Le proteste non si fermano

Le forze di sicurezza kazake hanno sgomberato la piazza principale di Almaty cacciando i manifestanti presenti. Le autorità kazake, hanno riportato le agenzie di stampa russe, hanno ripreso il controllo del palazzo comunale e della residenza presidenziale, dati alle fiamme dai rivoltosi. Ci sono ancora difficoltà ad accedere a internet. Questa mattina la televisione pubblica aveva riferito che l’accesso era stato ristretto per ragioni di sicurezza. Nel pomeriggio il web era tornato a funzionare, ma due ore dopo era di nuovo bloccato nella capitale Nur-Sultan e nella capitale finanziaria, Almaty.

La preoccupazione internazionale

Gli Usa hanno invece avvertito Mosca che vigileranno sul rispetto dei diritti umani da parte dei soldati russi. «Sorveglieremo anche che non ci sia alcun atto che possa gettare le basi per la presa delle istituzioni nel Paese», ha aggiunto il portavoce del Dipartimento di Stato Usa, Ned Price. L’Onu ha da parte sua chiesto a tutte le parti in Kazakistan di astenersi dalla violenza.

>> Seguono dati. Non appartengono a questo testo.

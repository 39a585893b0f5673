//! The condition builder: a single pass over the token stream that emits
//! a SQL WHERE fragment and the ordered bound-value list beside it.
//!
//! The builder never interpolates literal text into the SQL: every
//! literal becomes a `?` placeholder and a [Value] appended to the bound
//! list, in left-to-right source order. That ordering is the contract the
//! prepared-statement executor relies on.

use crate::grammar::Grammar;
use crate::lex::{self, Tokenizer};
use crate::token::{self, Token, classify};
use crate::value::{self, Field, Value, bind};

/// The compiled result: a WHERE-clause fragment with `?` placeholders and
/// the values to bind, one per placeholder, in emission order.
#[derive(Debug, Clone, PartialEq)]
pub struct Condition {
    pub sql: String,
    pub values: Vec<Value>,
}

#[derive(Debug, Clone, PartialEq)]
pub enum Error {
    Lexical(lex::Error),
    Classify(token::Error),
    Bind(value::BindError),
    /// A function-call bracket outside a call, or a grouping bracket
    /// right after a function name.
    BracketMismatch(String),
    /// A close bracket with no open bracket to match.
    UnbalancedClose,
    /// Bracket depth was not zero at end of input.
    UnterminatedGroup,
    /// A separator or close bracket where an argument should be.
    MissingArgument,
    /// The argument separator outside any function call.
    SeparatorOutsideCall,
    /// Two literals with nothing between them.
    AdjacentLiterals,
}

impl std::fmt::Display for Error {
    fn fmt(&self, f: &mut std::fmt::Formatter<'_>) -> std::fmt::Result {
        match self {
            Self::Lexical(e) => write!(f, "Lexical error: {e}"),
            Self::Classify(e) => write!(f, "{e}"),
            Self::Bind(e) => write!(f, "{e}"),
            Self::BracketMismatch(tok) => write!(f, "Invalid bracket in expression: {tok}"),
            Self::UnbalancedClose => {
                write!(f, "Close bracket with no matching open bracket")
            }
            Self::UnterminatedGroup => write!(f, "Unclosed bracket in expression"),
            Self::MissingArgument => write!(f, "Argument is missing"),
            Self::SeparatorOutsideCall => {
                write!(f, "Argument separator outside a function call")
            }
            Self::AdjacentLiterals => write!(f, "A literal can't follow another literal"),
        }
    }
}

impl std::error::Error for Error {}

impl From<lex::Error> for Error {
    fn from(value: lex::Error) -> Self {
        Self::Lexical(value)
    }
}

impl From<token::Error> for Error {
    fn from(value: token::Error) -> Self {
        Self::Classify(value)
    }
}

impl From<value::BindError> for Error {
    fn from(value: value::BindError) -> Self {
        Self::Bind(value)
    }
}

/// Compiles condition expressions against a grammar. Holds no per-parse
/// state, so one builder serves any number of concurrent compiles.
#[derive(Debug, Clone, Copy)]
pub struct ConditionBuilder<'g> {
    grammar: &'g Grammar,
}

impl<'g> ConditionBuilder<'g> {
    pub fn new(grammar: &'g Grammar) -> Self {
        Self { grammar }
    }

    /// Compiles `expression` into a WHERE fragment plus bound values.
    /// `fields` is the list of fields a `'...'` reference may name.
    ///
    /// Fails on the first lexical, syntactic, field-lookup or conversion
    /// error; no partial SQL is ever returned.
    pub fn build_condition(
        &self,
        expression: &str,
        fields: &[&dyn Field],
    ) -> Result<Condition, Error> {
        let mut tokens = Tokenizer::new(
            expression,
            self.grammar.delimiters(),
            self.grammar.decimal_point(),
        );
        let mut sql = String::new();
        let mut values: Vec<Value> = Vec::new();
        // One entry per open bracket; true when it opened a function call.
        let mut brackets: Vec<bool> = Vec::new();
        let mut previous: Option<Token> = None;
        let mut last_field: Option<&dyn Field> = None;

        while let Some(raw) = tokens.next_token()? {
            let token = classify(self.grammar, previous.as_ref(), raw, fields)?;
            match token {
                Token::OpenBracket(pair) => {
                    // A function's argument list must use a function-call
                    //  bracket; everywhere else only grouping brackets
                    //  are legal.
                    let after_function = matches!(previous, Some(Token::Function(_)));
                    let legal = if after_function {
                        self.grammar.is_function_bracket(pair.open())
                    } else {
                        self.grammar.is_expression_bracket(pair.open())
                    };
                    if !legal {
                        return Err(Error::BracketMismatch(raw.to_string()));
                    }
                    sql.push('(');
                    brackets.push(after_function);
                }
                Token::CloseBracket(_) => {
                    if previous.is_none() || brackets.is_empty() {
                        return Err(Error::UnbalancedClose);
                    }
                    if matches!(previous, Some(Token::ArgumentSeparator)) {
                        return Err(Error::MissingArgument);
                    }
                    sql.push(')');
                    brackets.pop();
                }
                Token::ArgumentSeparator => {
                    if brackets.last() != Some(&true) {
                        return Err(Error::SeparatorOutsideCall);
                    }
                    if matches!(
                        previous,
                        None | Some(Token::OpenBracket(_)) | Some(Token::ArgumentSeparator)
                    ) {
                        return Err(Error::MissingArgument);
                    }
                    sql.push(',');
                }
                Token::Function(function) => {
                    sql.push_str(function.name());
                }
                Token::Operator(op) => {
                    sql.push(' ');
                    sql.push_str(op.sql_symbol());
                }
                Token::Field(field) => {
                    sql.push(' ');
                    sql.push_str(field.mapping());
                    last_field = Some(field);
                }
                Token::Literal(text) => {
                    if matches!(previous, Some(Token::Literal(_))) {
                        return Err(Error::AdjacentLiterals);
                    }
                    let value = bind(self.grammar, text, last_field)?;
                    sql.push_str(" ?");
                    values.push(value);
                }
            }
            previous = Some(token);
        }
        if !brackets.is_empty() {
            return Err(Error::UnterminatedGroup);
        }
        Ok(Condition { sql, values })
    }
}

#[cfg(test)]
mod tests {
    use super::*;
    use crate::grammar::{Function, Grammar, Parameters, PrecedenceProfile, default_grammar};
    use crate::value::{BindError, FieldDef, FieldType, Scalar};

    fn form_fields() -> Vec<FieldDef> {
        vec![
            FieldDef::new("age", "\"age_col\"", FieldType::Integer),
            FieldDef::new("name", "\"name_col\"", FieldType::Text),
            FieldDef::new("balance", "\"balance\"", FieldType::Double),
        ]
    }

    fn build(expression: &str) -> Result<Condition, Error> {
        build_with(default_grammar(), expression)
    }

    fn build_with(grammar: &Grammar, expression: &str) -> Result<Condition, Error> {
        let fields = form_fields();
        let refs: Vec<&dyn Field> = fields.iter().map(|f| f as &dyn Field).collect();
        ConditionBuilder::new(grammar).build_condition(expression, &refs)
    }

    /// A grammar with functions registered, for the call-syntax tests.
    fn grammar_with_functions() -> Grammar {
        let mut params = Parameters::standard(PrecedenceProfile::Standard);
        params.add_function(Function::new("UPPER", 1, 1));
        params.add_function(Function::new("COALESCE", 1, 2));
        Grammar::new(params).unwrap()
    }

    #[test]
    fn integer_comparison() {
        let cond = build("'age' > 25").unwrap();
        assert!(cond.sql.ends_with("\"age_col\" > ?"), "got: {}", cond.sql);
        assert_eq!(cond.values.len(), 1);
        assert_eq!(cond.values[0].column, "\"age_col\"");
        assert_eq!(cond.values[0].data, Some(Scalar::Int(25)));
    }

    #[test]
    fn string_literal_binds_as_text() {
        let cond = build(r#"'name' = "Bob""#).unwrap();
        assert!(cond.sql.ends_with("\"name_col\" = ?"));
        assert_eq!(cond.values[0].data, Some(Scalar::Text("Bob".to_string())));
    }

    #[test]
    fn sql_symbol_substitution() {
        let cond = build("'age' != 30").unwrap();
        assert!(cond.sql.contains("<>"), "got: {}", cond.sql);
        assert!(!cond.sql.contains("!="));
    }

    #[test]
    fn placeholders_match_values_in_source_order() {
        let cond = build(r#"('age' > 25 AND 'name' LIKE "A%") OR 'balance' <= 10.5"#).unwrap();
        let placeholders = cond.sql.matches('?').count();
        assert_eq!(placeholders, 3);
        assert_eq!(cond.values.len(), 3);
        assert_eq!(cond.values[0].data, Some(Scalar::Int(25)));
        assert_eq!(cond.values[1].data, Some(Scalar::Text("A%".to_string())));
        assert_eq!(cond.values[2].data, Some(Scalar::Double(10.5)));
        // No literal text leaks into the SQL
        assert!(!cond.sql.contains("25"));
        assert!(!cond.sql.contains("A%"));
    }

    #[test]
    fn deterministic_output() {
        let a = build("'age' >= 18 AND 'name' = \"Ada\"").unwrap();
        let b = build("'age' >= 18 AND 'name' = \"Ada\"").unwrap();
        assert_eq!(a, b);
    }

    #[test]
    fn null_constant_binds_as_typed_null() {
        let cond = build("'name' = $NULL$").unwrap();
        assert!(cond.sql.ends_with("\"name_col\" = ?"));
        assert_eq!(cond.values[0].column, "\"name_col\"");
        assert_eq!(cond.values[0].data, None);
    }

    #[test]
    fn literal_typed_by_the_last_seen_field() {
        let cond = build("'age' = 1 OR 'name' = \"x\" AND 'balance' > 2").unwrap();
        assert_eq!(cond.values[2].column, "\"balance\"");
        assert_eq!(cond.values[2].data, Some(Scalar::Double(2.0)));
    }

    #[test]
    fn unary_minus_emits_before_placeholder() {
        let cond = build("'age' = -1").unwrap();
        assert!(cond.sql.ends_with("\"age_col\" = - ?"), "got: {}", cond.sql);
        assert_eq!(cond.values[0].data, Some(Scalar::Int(1)));
    }

    #[test]
    fn leading_literal_cannot_be_typed() {
        let err = build("-1 + 2").unwrap_err();
        assert_eq!(
            err,
            Error::Bind(BindError::NoFieldContext {
                literal: "1".to_string()
            })
        );
    }

    #[test]
    fn untypable_bare_word_fails() {
        // `IS` is neither a constant nor a valid integer for `age`
        let err = build("'age' IS").unwrap_err();
        assert!(matches!(err, Error::Bind(BindError::Convert(_))), "{err:?}");
    }

    #[test]
    fn unknown_field_fails() {
        let err = build("'salary' > 100").unwrap_err();
        assert_eq!(
            err,
            Error::Classify(token::Error::FieldNotFound("salary".to_string()))
        );
    }

    #[test]
    fn unbalanced_close_fails() {
        assert_eq!(build("'age' > )").unwrap_err(), Error::UnbalancedClose);
        assert_eq!(build(")").unwrap_err(), Error::UnbalancedClose);
    }

    #[test]
    fn unterminated_group_fails() {
        assert_eq!(build("('age' > 25").unwrap_err(), Error::UnterminatedGroup);
    }

    #[test]
    fn adjacent_literals_fail() {
        assert_eq!(build("'age' > 25 30").unwrap_err(), Error::AdjacentLiterals);
    }

    #[test]
    fn separator_outside_function_call_fails() {
        assert_eq!(
            build("('age' = 25, 30)").unwrap_err(),
            Error::SeparatorOutsideCall
        );
        assert_eq!(
            build("'age' = 25, 30").unwrap_err(),
            Error::SeparatorOutsideCall
        );
    }

    #[test]
    fn grouping_parens_emit() {
        let cond = build("('age' > 25)").unwrap();
        assert_eq!(cond.sql, "( \"age_col\" > ?)");
    }

    #[test]
    fn function_call_passes_through() {
        let g = grammar_with_functions();
        let cond = build_with(&g, r#"UPPER('name') = "BOB""#).unwrap();
        assert_eq!(cond.sql, "UPPER( \"name_col\") = ?");
        assert_eq!(cond.values[0].data, Some(Scalar::Text("BOB".to_string())));
    }

    #[test]
    fn separator_inside_function_call() {
        let g = grammar_with_functions();
        let cond = build_with(&g, r#"COALESCE('name', "none") = "x""#).unwrap();
        assert_eq!(cond.sql, "COALESCE( \"name_col\", ?) = ?");
        assert_eq!(cond.values.len(), 2);
    }

    #[test]
    fn dangling_separator_fails() {
        let g = grammar_with_functions();
        assert_eq!(
            build_with(&g, "COALESCE('name',)").unwrap_err(),
            Error::MissingArgument
        );
        assert_eq!(
            build_with(&g, "COALESCE(,'name')").unwrap_err(),
            Error::MissingArgument
        );
    }

    #[test]
    fn bracket_namespaces_are_distinct() {
        // Functions call with square brackets; parens only group.
        let mut params = Parameters::new();
        params
            .add_operator(crate::grammar::Operator::new(
                "=",
                2,
                crate::grammar::Associativity::Left,
                2,
                "=",
            ))
            .add_function(Function::new("UPPER", 1, 1))
            .add_function_bracket(crate::grammar::BracketPair::new("[", "]"))
            .add_expression_bracket(crate::grammar::BracketPair::parentheses());
        let g = Grammar::new(params).unwrap();

        // Grouping bracket right after a function name
        assert_eq!(
            build_with(&g, "UPPER('name')").unwrap_err(),
            Error::BracketMismatch("(".to_string())
        );
        // Function bracket with no function before it
        assert_eq!(
            build_with(&g, "['name']").unwrap_err(),
            Error::BracketMismatch("[".to_string())
        );
        // And the legal pairing works
        let cond = build_with(&g, "UPPER['name'] = \"A\"").unwrap();
        assert_eq!(cond.sql, "UPPER( \"name_col\") = ?");
    }

    #[test]
    fn excel_profile_compiles_identically() {
        // Precedence only matters to the registry; the emitted SQL keeps
        //  the source order either way.
        let excel = Grammar::new(Parameters::standard(PrecedenceProfile::ExcelLike)).unwrap();
        let a = build("'age' = -1").unwrap();
        let b = build_with(&excel, "'age' = -1").unwrap();
        assert_eq!(a.sql, b.sql);
    }

    #[test]
    fn empty_expression_compiles_empty() {
        let cond = build("").unwrap();
        assert_eq!(cond.sql, "");
        assert!(cond.values.is_empty());
    }

    #[test]
    fn unterminated_quote_surfaces_as_lexical() {
        assert!(matches!(build("'age").unwrap_err(), Error::Lexical(_)));
    }

    #[test]
    fn concurrent_parses_share_one_grammar() {
        let results: Vec<_> = std::thread::scope(|scope| {
            (0..8)
                .map(|i| {
                    scope.spawn(move || {
                        let expr = format!("'age' > {i} AND 'name' = \"u{i}\"");
                        build(&expr).unwrap()
                    })
                })
                .collect::<Vec<_>>()
                .into_iter()
                .map(|h| h.join().unwrap())
                .collect()
        });
        for (i, cond) in results.iter().enumerate() {
            assert_eq!(cond.values[0].data, Some(Scalar::Int(i as i32)));
        }
    }
}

Anche l’Italia esprime «grande preoccupazione per i gravi eventi che stanno avendo luogo in Kazakistan, Paese al quale è legata da rapporti di amicizia e da un solido partenariato economico» e rivolge «un forte appello affinché si metta immediatamente fine alle violenze, chiedendo il rispetto degli standard “dei diritti e di pluralismo fissati dalle Organizzazioni Internazionali». E proprio dall’Onu arriva l’appello a entrambe le parti a cessare l’uso della violenza. «Le persone hanno diritto alla protesta pacifica e alla libertà di espressione. Allo stesso tempo, i manifestanti non dovrebbero ricorrere alla violenza contro gli altri», ha detto l’Alta Commissaria delle Nazioni Unite per i diritti umani, Michelle Bachelet.

Kazakistan, gigante energetico in crisi per i bitcoin

Delle cinque repubbliche dell’Asia centrale che hanno ottenuto l’indipendenza in seguito alla dissoluzione dell’Unione Sovietica, il Kazakistan è di gran lunga la più grande e la più ricca. Si estende su un territorio delle dimensioni dell’Europa occidentale e si trova in cima a colossali riserve di petrolio, gas naturale, uranio e metalli preziosi. Ma una delle cause scatenanti, sia delle proteste che della situazione in cui si trova il Paese a livello energetico, sarebbero i Bitcoin. Infatti, da quando la Cina ha inasprito le sue politiche nei confronti delle criptovalute vietandone il mining, ossia l’estrazione attraverso vere e proprie megacentrali di computer che consumano molta energia,  molti miners, si parla di 88mila, si sono trasferiti sul territorio kazako per estrarle. Ciò ha portato ad una formidabile richiesta di energia.